Acclaimed queer Tasmanian artist, designer and political activist David McDiarmid gifted handmade artworks to friends and loved ones throughout his lifetime until he died in 1995. Taking its cue from McDiarmid’s generous logic, Queer Economies explores the non-monetary, in-kind economies that emerge within LGBTQIA+ communities in order to foster resilience, love and connection.
Midsumma Presents QueerTech.io once again, responding to the growing international inquiry into practices of #queertech in the digital art world. The visual arts exhibition will welcome artists from all over the world to explore provocations in the ongoing conversation at Testing Grounds.
Also part of Midsumma Presents is the inaugural Consent Festival – a special one-day event exploring conversations that connect ideas of consent with LGBTQIA+ communities through forums, workshops and sparkling performances.
The Open Access Program is packed to the gills with returning favourites and new treats. Highlights include Dolly Diamond presenting the world premiere of her homage to the incomparable Dolly Parton in Parton Me at Kew Court House. Directed by Cal McCrystal (The Mighty Boosh), disgraced actor Garry Starr defies his critics by performing every genre of theatre possible in Garry Starr Performs Everything at Howler.

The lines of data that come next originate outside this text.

//! SurrealDB connection management.
//!
//! Two kinds of connection exist: the directory connection held by
//! [`DbManager`], and per-tenant connections opened through a
//! [`DatabaseServer`]. A database server maps onto one SurrealDB
//! namespace; every tenant database is a SurrealDB database inside it.

use std::collections::HashMap;
use std::sync::atomic::{AtomicUsize, Ordering};

use serde::Deserialize;
use surrealdb::engine::local::{Db, Mem};
use surrealdb::engine::remote::ws::{Client, Ws};
use surrealdb::opt::auth::Root;
use surrealdb::{Connection, Surreal};
use tokio::sync::Mutex;
use tracing::info;

use crate::error::DbError;

/// Configuration for connecting to SurrealDB.
#[derive(Debug, Clone, Deserialize)]
#[serde(default)]
pub struct DbConfig {
    /// WebSocket address (e.g., `127.0.0.1:8000`).
    pub url: String,
    /// SurrealDB namespace holding the directory and all tenant databases.
    pub namespace: String,
    /// Database holding the tenant directory.
    pub database: String,
    /// Root username for authentication.
    pub username: String,
    /// Root password for authentication.
    pub password: String,
}

impl Default for DbConfig {
    fn default() -> Self {
        Self {
            url: "127.0.0.1:8000".into(),
            namespace: "plinth".into(),
            database: "directory".into(),
            username: "root".into(),
            password: "root".into(),
        }
    }
}

/// Manages the connection to the tenant directory.
#[derive(Clone)]
pub struct DbManager {
    db: Surreal<Client>,
}

impl DbManager {
    /// Connect to SurrealDB using the provided configuration.
    ///
    /// Authenticates as root, selects the configured namespace and
    /// directory database, and returns a ready-to-use manager.
    pub async fn connect(config: &DbConfig) -> Result<Self, DbError> {
        info!(
            url = %config.url,
            namespace = %config.namespace,
            database = %config.database,
            "Connecting to tenant directory"
        );

        let db = open_remote(config).await?;
        db.use_ns(&config.namespace)
            .use_db(&config.database)
            .await?;

        info!("Successfully connected to tenant directory");

        Ok(Self { db })
    }

    /// Returns a reference to the underlying SurrealDB client.
    pub fn client(&self) -> &Surreal<Client> {
        &self.db
    }
}

async fn open_remote(config: &DbConfig) -> Result<Surreal<Client>, DbError> {
    let db = Surreal::new::<Ws>(&config.url)
        .await
        .map_err(|e| DbError::Unreachable(format!("{}: {e}", config.url)))?;

    db.signin(Root {
        username: config.username.clone(),
        password: config.password.clone(),
    })
    .await
    .map_err(|e| DbError::Unreachable(format!("authentication failed: {e}")))?;

    Ok(db)
}

/// Reject names that are unsafe to splice into DDL.
///
/// SurrealDB cannot bind identifiers as parameters, so database names
/// are embedded literally and must stay within `[a-z0-9_]`.
pub fn validate_database_name(name: &str) -> Result<(), DbError> {
    let valid = !name.is_empty()
        && name.len() <= 64
        && name
            .chars()
            .all(|c| c.is_ascii_lowercase() || c.is_ascii_digit() || c == '_');
    if valid {
        Ok(())
    } else {
        Err(DbError::InvalidName(name.to_string()))
    }
}

/// Control surface of the server hosting tenant databases.
///
/// Implementations must be cheap to share; the registry and the
/// provisioning orchestrator hold the same instance.
pub trait DatabaseServer: Send + Sync + 'static {
    type Conn: Connection;

    /// Create a database. Succeeds if it already exists.
    fn create_database(&self, name: &str) -> impl Future<Output = Result<(), DbError>> + Send;

    /// Drop a database. Succeeds if it does not exist.
    fn drop_database(&self, name: &str) -> impl Future<Output = Result<(), DbError>> + Send;

    fn database_exists(&self, name: &str) -> impl Future<Output = Result<bool, DbError>> + Send;

    /// Open a new client bound to an existing database.
    ///
    /// Fails with [`DbError::UnknownDatabase`] when the database has not
    /// been created and [`DbError::Unreachable`] on transport or
    /// authentication failures.
    fn connect(
        &self,
        name: &str,
    ) -> impl Future<Output = Result<Surreal<Self::Conn>, DbError>> + Send;
}

// -----------------------------------------------------------------------
// Remote server (WebSocket)
// -----------------------------------------------------------------------

/// A SurrealDB server reached over WebSocket.
///
/// Holds a root-authenticated admin client scoped to the namespace for
/// DDL; tenant connections are opened separately so each tenant gets
/// its own session.
pub struct RemoteServer {
    config: DbConfig,
    admin: Surreal<Client>,
}

impl RemoteServer {
    pub async fn connect(config: DbConfig) -> Result<Self, DbError> {
        let admin = open_remote(&config).await?;
        admin.use_ns(&config.namespace).await?;
        info!(url = %config.url, namespace = %config.namespace, "Connected to database server");
        Ok(Self { config, admin })
    }
}

impl DatabaseServer for RemoteServer {
    type Conn = Client;

    async fn create_database(&self, name: &str) -> Result<(), DbError> {
        validate_database_name(name)?;
        self.admin
            .query(format!("DEFINE DATABASE IF NOT EXISTS {name}"))
            .await?
            .check()
            .map_err(DbError::from_statement)?;
        Ok(())
    }

    async fn drop_database(&self, name: &str) -> Result<(), DbError> {
        validate_database_name(name)?;
        self.admin
            .query(format!("REMOVE DATABASE IF EXISTS {name}"))
            .await?
            .check()
            .map_err(DbError::from_statement)?;
        Ok(())
    }

    async fn database_exists(&self, name: &str) -> Result<bool, DbError> {
        let mut result = self.admin.query("INFO FOR NS").await?;
        let info: Option<serde_json::Value> = result.take(0)?;
        Ok(info
            .as_ref()
            .and_then(|info| info.get("databases"))
            .and_then(|dbs| dbs.as_object())
            .is_some_and(|dbs| dbs.contains_key(name)))
    }

    async fn connect(&self, name: &str) -> Result<Surreal<Client>, DbError> {
        validate_database_name(name)?;
        if !self.database_exists(name).await? {
            return Err(DbError::UnknownDatabase(name.to_string()));
        }
        let db = open_remote(&self.config).await?;
        db.use_ns(&self.config.namespace)
            .use_db(name)
            .await
            .map_err(|e| DbError::Unreachable(e.to_string()))?;
        Ok(db)
    }
}

// -----------------------------------------------------------------------
// In-memory server
// -----------------------------------------------------------------------

/// A database server backed by the embedded in-memory engine.
///
/// Each database is a separate in-memory datastore, so dropping one
/// discards its contents. Used for tests and single-process demos.
pub struct MemoryServer {
    namespace: String,
    databases: Mutex<HashMap<String, Surreal<Db>>>,
    connects: AtomicUsize,
}

impl MemoryServer {
    pub fn new(namespace: impl Into<String>) -> Self {
        Self {
            namespace: namespace.into(),
            databases: Mutex::new(HashMap::new()),
            connects: AtomicUsize::new(0),
        }
    }

    /// Number of successful [`DatabaseServer::connect`] calls so far.
    pub fn connect_count(&self) -> usize {
        self.connects.load(Ordering::SeqCst)
    }

    /// Names of all existing databases, sorted.
    pub async fn databases(&self) -> Vec<String> {
        let mut names: Vec<String> = self.databases.lock().await.keys().cloned().collect();
        names.sort();
        names
    }
}

impl Default for MemoryServer {
    fn default() -> Self {
        Self::new("plinth")
    }
}

impl DatabaseServer for MemoryServer {
    type Conn = Db;

    async fn create_database(&self, name: &str) -> Result<(), DbError> {
        validate_database_name(name)?;
        let mut databases = self.databases.lock().await;
        if databases.contains_key(name) {
            return Ok(());
        }
        let db = Surreal::new::<Mem>(()).await?;
        db.use_ns(&self.namespace).use_db(name).await?;
        databases.insert(name.to_string(), db);
        Ok(())
    }

    async fn drop_database(&self, name: &str) -> Result<(), DbError> {
        validate_database_name(name)?;
        self.databases.lock().await.remove(name);
        Ok(())
    }

    async fn database_exists(&self, name: &str) -> Result<bool, DbError> {
        Ok(self.databases.lock().await.contains_key(name))
    }

    async fn connect(&self, name: &str) -> Result<Surreal<Db>, DbError> {
        validate_database_name(name)?;
        let db = self
            .databases
            .lock()
            .await
            .get(name)
            .cloned()
            .ok_or_else(|| DbError::UnknownDatabase(name.to_string()))?;
        self.connects.fetch_add(1, Ordering::SeqCst);
        Ok(db)
    }
}

#[cfg(test)]
mod tests {
    use super::*;

    #[test]
    fn database_names_are_restricted() {
        assert!(validate_database_name("tenant_0a1b2c").is_ok());
        assert!(validate_database_name("").is_err());
        assert!(validate_database_name("tenant; REMOVE NAMESPACE plinth").is_err());
        assert!(validate_database_name("Tenant").is_err());
    }

    #[tokio::test]
    async fn memory_server_lifecycle() {
        let server = MemoryServer::default();
        assert!(!server.database_exists("tenant_a").await.unwrap());
        assert!(matches!(
            server.connect("tenant_a").await,
            Err(DbError::UnknownDatabase(_))
        ));

        server.create_database("tenant_a").await.unwrap();
        server.create_database("tenant_a").await.unwrap();
        assert!(server.database_exists("tenant_a").await.unwrap());
        server.connect("tenant_a").await.unwrap();
        assert_eq!(server.connect_count(), 1);

        server.drop_database("tenant_a").await.unwrap();
        server.drop_database("tenant_a").await.unwrap();
        assert!(server.databases().await.is_empty());
    }
}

Marie Antoinette meets Quentin Tarantino in the award-nominated show Madame Nightshade’s Poison Garden at Gasworks Arts Park by Anna Thompson (POPOMOCO). Rebel at the Melba Spiegeltent is a live rock circus tribute to the original rebel, David Bowie. Stage dive into the mosh pit for a night of live music, glittering glam rock, phenomenal acrobatics, breathtaking aerials and spectacular heart-stopping sideshow.
The perfect backdrop for a summertime party in St Kilda, Truly Madly Britney at Theatre Works tells the tale of two boyfriends, Britney Spears fans and Savage Garden doppelgangers who embark upon a pilgrimage along the holy sites of Britney’s 2007 breakdown.

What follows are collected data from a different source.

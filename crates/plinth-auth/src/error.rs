//! Credential error types.

use plinth_core::error::PlinthError;
use thiserror::Error;

#[derive(Debug, Error)]
pub enum AuthError {
    #[error("password must be at least {min} characters")]
    WeakPassword { min: usize },

    #[error("cryptography error: {0}")]
    Crypto(String),
}

impl From<AuthError> for PlinthError {
    fn from(err: AuthError) -> Self {
        match err {
            AuthError::WeakPassword { .. } => PlinthError::Validation {
                message: err.to_string(),
            },
            AuthError::Crypto(msg) => PlinthError::Crypto(msg),
        }
    }
}
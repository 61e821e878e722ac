//! Startup errors and the mapping of domain errors onto HTTP responses.

use axum::Json;
use axum::http::StatusCode;
use axum::response::{IntoResponse, Response};
use plinth_core::error::PlinthError;
use plinth_db::DbError;
use plinth_tenancy::TenancyError;
use serde_json::json;
use tracing::error;

/// Failures that stop the server from starting or serving.
#[derive(Debug, thiserror::Error)]
pub enum ServerError {
    #[error("configuration error: {0}")]
    Config(String),

    #[error("I/O error: {0}")]
    Io(#[from] std::io::Error),

    #[error(transparent)]
    Db(#[from] DbError),

    #[error(transparent)]
    Tenancy(#[from] TenancyError),
}

/// Error returned by request handlers and middleware.
#[derive(Debug, thiserror::Error)]
pub enum ApiError {
    #[error(transparent)]
    Plinth(#[from] PlinthError),

    #[error("missing or invalid admin token")]
    Unauthorized,
}

impl ApiError {
    pub fn status(&self) -> StatusCode {
        let ApiError::Plinth(err) = self else {
            return StatusCode::UNAUTHORIZED;
        };
        match err {
            PlinthError::TenantNotFound { .. } | PlinthError::NotFound { .. } => {
                StatusCode::NOT_FOUND
            }
            PlinthError::TenantInactive { .. } | PlinthError::TenantSuspended { .. } => {
                StatusCode::FORBIDDEN
            }
            PlinthError::TrialExpired { .. } => StatusCode::PAYMENT_REQUIRED,
            PlinthError::DomainExists { .. } | PlinthError::ProvisioningInProgress { .. } => {
                StatusCode::CONFLICT
            }
            PlinthError::DatabaseUnreachable(_)
            | PlinthError::UnknownTenantDatabase { .. }
            | PlinthError::Database(_) => StatusCode::SERVICE_UNAVAILABLE,
            PlinthError::ProvisioningStepFailed { .. } => StatusCode::BAD_GATEWAY,
            PlinthError::Validation { .. } => StatusCode::UNPROCESSABLE_ENTITY,
            PlinthError::Crypto(_) | PlinthError::Internal(_) => {
                StatusCode::INTERNAL_SERVER_ERROR
            }
        }
    }
}

impl IntoResponse for ApiError {
    fn into_response(self) -> Response {
        let status = self.status();
        let body = match &self {
            ApiError::Plinth(PlinthError::TenantNotFound { host, hint }) => json!({
                "error": self.to_string(),
                "host": host,
                "hint": hint,
            }),
            ApiError::Plinth(PlinthError::ProvisioningStepFailed {
                step,
                cleanup_complete,
                ..
            }) => json!({
                "error": self.to_string(),
                "step": step,
                "cleanup_complete": cleanup_complete,
            }),
            ApiError::Plinth(err) if err.is_retryable() => json!({
                "error": self.to_string(),
                "retryable": true,
            }),
            // Internal details stay in the log.
            ApiError::Plinth(PlinthError::Crypto(_) | PlinthError::Internal(_)) => {
                error!(error = %self, "Request failed");
                json!({ "error": "internal server error" })
            }
            _ => json!({ "error": self.to_string() }),
        };
        (status, Json(body)).into_response()
    }
}
//! Plinth Tenancy — host-to-tenant resolution and the tenant lifecycle
//! orchestrator (provisioning, deprovisioning, domain migration).

pub mod config;
pub mod error;
pub mod external;
pub mod host;
pub mod provision;
pub mod resolver;
pub mod saga;

pub use config::{AcmeConfig, ChallengeMethod, DnsConfig, ProxyConfig, TenancyConfig, VerifyConfig};
pub use error::{TenancyError, TenancyResult};
pub use provision::{
    AdminCredential, Collaborators, DeprovisionReport, DomainTeardown, MigrationReport,
    ProvisionOutcome, Provisioner, TenantStatusReport,
};
pub use resolver::TenantResolver;
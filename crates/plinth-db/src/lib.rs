//! Plinth Database — SurrealDB plumbing for the multi-tenant data plane.
//!
//! This crate provides:
//! - Connection management ([`DbManager`], [`DbConfig`]) and the
//!   [`DatabaseServer`] seam with remote and in-memory implementations
//! - Directory migrations ([`run_migrations`]) and the idempotent
//!   tenant schema initializer ([`ensure_tenant_schema`])
//! - The per-tenant [`ConnectionRegistry`]
//! - Repository implementations for the tenant directory and
//!   tenant-scoped users
//! - Error types ([`DbError`])

mod connection;
mod error;
mod registry;
pub mod repository;
mod schema;

pub use connection::{
    DatabaseServer, DbConfig, DbManager, MemoryServer, RemoteServer, validate_database_name,
};
pub use error::DbError;
pub use registry::{ConnectionRegistry, RegistryConfig, TenantConnection, TenantSession};
pub use schema::{ensure_tenant_schema, run_migrations};
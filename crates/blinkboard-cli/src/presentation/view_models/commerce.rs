use std::fmt;

use blinkboard_types::CommerceItem;
use serde::Serialize;

use super::blink::PageSummary;
use crate::presentation::formatters::{number, text};

#[derive(Debug, Serialize)]
pub struct CommerceRow {
    pub id: String,
    pub name: String,
    pub description: String,
    pub price: f64,
}

#[derive(Debug, Serialize)]
pub struct CommerceListViewModel {
    pub items: Vec<CommerceRow>,
    pub summary: PageSummary,
}

impl CommerceListViewModel {
    pub fn new(visible: &[&CommerceItem], summary: PageSummary) -> Self {
        Self {
            items: visible
                .iter()
                .map(|item| CommerceRow {
                    id: item.id.clone(),
                    name: item.name.clone(),
                    description: text::truncate(&item.description, 40),
                    price: item.price,
                })
                .collect(),
            summary,
        }
    }
}

impl fmt::Display for CommerceListViewModel {
    fn fmt(&self, f: &mut fmt::Formatter) -> fmt::Result {
        if self.items.is_empty() {
            writeln!(f, "No items on this page.")?;
            return write!(f, "{}", self.summary);
        }

        writeln!(f, "{:<4} {:<20} {:>12}  {}", "ID", "NAME", "PRICE", "DESCRIPTION")?;
        for item in &self.items {
            writeln!(
                f,
                "{:<4} {:<20} {:>12}  {}",
                item.id,
                text::truncate(&item.name, 20),
                number::format_bark(item.price),
                item.description
            )?;
        }

        writeln!(f)?;
        write!(f, "{}", self.summary)
    }
}
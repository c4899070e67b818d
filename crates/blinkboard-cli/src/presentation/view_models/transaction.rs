use std::fmt;

use blinkboard_types::{BarkTransaction, SwapQuote, TransactionKind, TransactionStatus};
use serde::Serialize;

use crate::presentation::formatters::{number, time};

fn kind_label(kind: TransactionKind) -> &'static str {
    match kind {
        TransactionKind::Swap => "swap",
        TransactionKind::Purchase => "purchase",
        TransactionKind::Stake => "stake",
        TransactionKind::Unstake => "unstake",
        TransactionKind::Claim => "claim",
    }
}

fn status_label(status: TransactionStatus) -> &'static str {
    match status {
        TransactionStatus::Pending => "pending",
        TransactionStatus::Completed => "completed",
        TransactionStatus::Failed => "failed",
    }
}

#[derive(Debug, Serialize)]
pub struct TransactionViewModel {
    pub id: String,
    pub kind: String,
    pub amount: f64,
    pub status: String,
    pub timestamp: String,
}

impl TransactionViewModel {
    pub fn from_transaction(tx: &BarkTransaction) -> Self {
        Self {
            id: tx.id.clone(),
            kind: kind_label(tx.kind).to_string(),
            amount: tx.amount,
            status: status_label(tx.status).to_string(),
            timestamp: time::format_time(tx.timestamp),
        }
    }
}

impl fmt::Display for TransactionViewModel {
    fn fmt(&self, f: &mut fmt::Formatter) -> fmt::Result {
        writeln!(
            f,
            "Transaction {}: {} {} ({})",
            self.id,
            self.kind,
            number::format_bark(self.amount),
            self.status
        )
    }
}

#[derive(Debug, Serialize)]
pub struct TransactionListViewModel {
    pub transactions: Vec<TransactionViewModel>,
}

impl TransactionListViewModel {
    pub fn new(transactions: &[BarkTransaction]) -> Self {
        Self {
            transactions: transactions
                .iter()
                .map(TransactionViewModel::from_transaction)
                .collect(),
        }
    }
}

impl fmt::Display for TransactionListViewModel {
    fn fmt(&self, f: &mut fmt::Formatter) -> fmt::Result {
        if self.transactions.is_empty() {
            return writeln!(f, "No transactions yet.");
        }

        writeln!(
            f,
            "{:<4} {:<10} {:>14} {:<10}  {}",
            "ID", "KIND", "AMOUNT", "STATUS", "WHEN"
        )?;
        for tx in &self.transactions {
            writeln!(
                f,
                "{:<4} {:<10} {:>14} {:<10}  {}",
                tx.id,
                tx.kind,
                number::format_bark(tx.amount),
                tx.status,
                tx.timestamp
            )?;
        }
        Ok(())
    }
}

#[derive(Debug, Serialize)]
pub struct SwapQuoteViewModel {
    pub from_token: String,
    pub to_token: String,
    pub from_amount: f64,
    pub to_amount: f64,
    pub exchange_rate: f64,
    pub expires_at: String,
}

impl SwapQuoteViewModel {
    pub fn from_quote(quote: &SwapQuote) -> Self {
        Self {
            from_token: quote.from_token.clone(),
            to_token: quote.to_token.clone(),
            from_amount: quote.from_amount,
            to_amount: quote.to_amount,
            exchange_rate: quote.exchange_rate,
            expires_at: time::format_time(quote.expires_at),
        }
    }
}

impl fmt::Display for SwapQuoteViewModel {
    fn fmt(&self, f: &mut fmt::Formatter) -> fmt::Result {
        writeln!(
            f,
            "Quote: {} {} -> {} {} (rate {})",
            self.from_amount, self.from_token, self.to_amount, self.to_token, self.exchange_rate
        )?;
        writeln!(f, "Valid until {}", self.expires_at)
    }
}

A delicious new interactive cabaret banquet, Cake Daddy will plunge you belly-deep inside one gorgeous queer man’s experience of fat/ness, laying bare both the fortitude and fabulosity required to step into the world as a fat person today.
Direct from the UK, hear powerful and often humorous secret stories exploring sexuality, vulnerability and desire taken from interviews with butches, masculine women, gender rebels and transmen living across the world in The Butch Monologues.

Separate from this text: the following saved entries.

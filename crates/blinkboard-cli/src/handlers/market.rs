use anyhow::Result;
use blinkboard_client::Client;
use blinkboard_types::Timeframe;

use crate::args::{MarketCommand, OutputFormat};
use crate::presentation::{
    ChartViewModel, CommandResult, ConsoleRenderer, PricesViewModel, Renderer, TokenInfoViewModel,
};

pub fn handle(client: &Client, command: MarketCommand, format: OutputFormat) -> Result<()> {
    let renderer = ConsoleRenderer::new(format.is_json());
    let market = client.market();

    match command {
        MarketCommand::Prices { addresses, network } => {
            let prices = market.prices(&network, &addresses)?;
            renderer.render(CommandResult::new(PricesViewModel::new(&addresses, &prices)))
        }
        MarketCommand::Chart {
            address,
            timeframe,
            network,
        } => {
            let parsed: Timeframe = timeframe.parse()?;
            let points = market.chart(&network, &address, parsed)?;
            renderer.render(CommandResult::new(ChartViewModel::new(
                &address, &timeframe, points,
            )))
        }
        MarketCommand::Info { address, network } => {
            let info = market.token_info(&network, &address)?;
            renderer.render(CommandResult::new(TokenInfoViewModel::from_info(&info)))
        }
    }
}
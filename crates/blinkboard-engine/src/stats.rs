use serde::Serialize;

/// Derived aggregates over the current view, for summary panels and list
/// footers.
#[derive(Debug, Clone, PartialEq, Serialize)]
pub struct ViewStats {
    /// Records in the underlying collection.
    pub total: usize,
    /// Records matching the active search term.
    pub filtered: usize,
    /// Current zero-based page index.
    pub page: usize,
    /// Number of pages over the filtered view (zero when it is empty).
    pub page_count: usize,
    pub page_size: usize,
    /// Records on the current page.
    pub visible: usize,
    /// Sum of sort keys over the filtered view (total likes, total votes...).
    pub sort_key_sum: f64,
}

#[cfg(test)]
mod tests {
    use super::*;

    #[test]
    fn test_stats_serialize_flat_for_json_output() {
        let stats = ViewStats {
            total: 6,
            filtered: 3,
            page: 0,
            page_count: 1,
            page_size: 3,
            visible: 3,
            sort_key_sum: 295.0,
        };

        let json = serde_json::to_value(&stats).unwrap();
        assert_eq!(json["filtered"], 3);
        assert_eq!(json["sort_key_sum"], 295.0);
    }
}
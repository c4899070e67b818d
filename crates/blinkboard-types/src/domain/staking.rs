use serde::{Deserialize, Serialize};

/// Pool-wide and per-user staking figures for the staking page.
#[derive(Debug, Clone, PartialEq, Serialize, Deserialize)]
pub struct StakingInfo {
    /// Total BARK staked across the pool.
    pub total_staked: f64,
    /// Annual percentage rate, e.g. 5.0 for 5%.
    pub apr: f64,
    /// BARK staked by the connected wallet.
    pub user_staked: f64,
    /// Unclaimed rewards for the connected wallet.
    pub rewards: f64,
}
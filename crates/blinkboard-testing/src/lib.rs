//! Test support for the Blinkboard workspace.
//!
//! Seed collections mirror the dashboard's demo data so tests read like the
//! pages they cover, plus a recording sink for asserting notification side
//! effects.

mod fixtures;
mod sink;

pub use fixtures::{seed_blinks, seed_commerce_items, seed_proposals, seed_transactions};
pub use sink::RecordingSink;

Strap yourself in for the premiere season of The Felix Monologues – bringing together celebrated queer theatre maker Gavin Roach’s three one-man shows: Confessions of a Grindr Addict – Any Womb Will Do – Oh God, What If It’s Me? – the way they are supposed to be seen.
Winner of Best Spoken Word at Sydney Fringe Festival 2016, the raucous, radical and funny world of QueerStories is fast becoming an institution around Australia. Enjoy and unexpected tale or two from a diverse line up of stars and strangers, hosted by Maeve Marsden. There’s more to being queer than coming out and equal marriage!
In visual arts, Widgets and Doohickies from a Camp Toolbox at RMIT’s Project Space/Spare Room considers camp to be an unstable suite of strategies available to the non-mainstream; and Let’s Eat Cake exhibition and book launch at Melbourne City Library Gallery celebrates the marriage equality campaign from the historical marches in Melbourne and Sydney, through to the Canberra announcement in 2017.
This year Midsumma Festival is expanding its urban footprint, adding Theatre Works to its hubs, the mini-hub at Howler and returning hubs at Arts Centre Melbourne, Gasworks Art Park, and the Hare Hole. The Midsumma Festival Hubs are where you will find an event on every night of the festival.
Midsumma curated events also include Midsumma Australia Post Art Prize; the much-loved Midsumma Carnival on 20 January – which attracts 100,000 attendees annually; and Midsumma Pride March on 3 February 2019.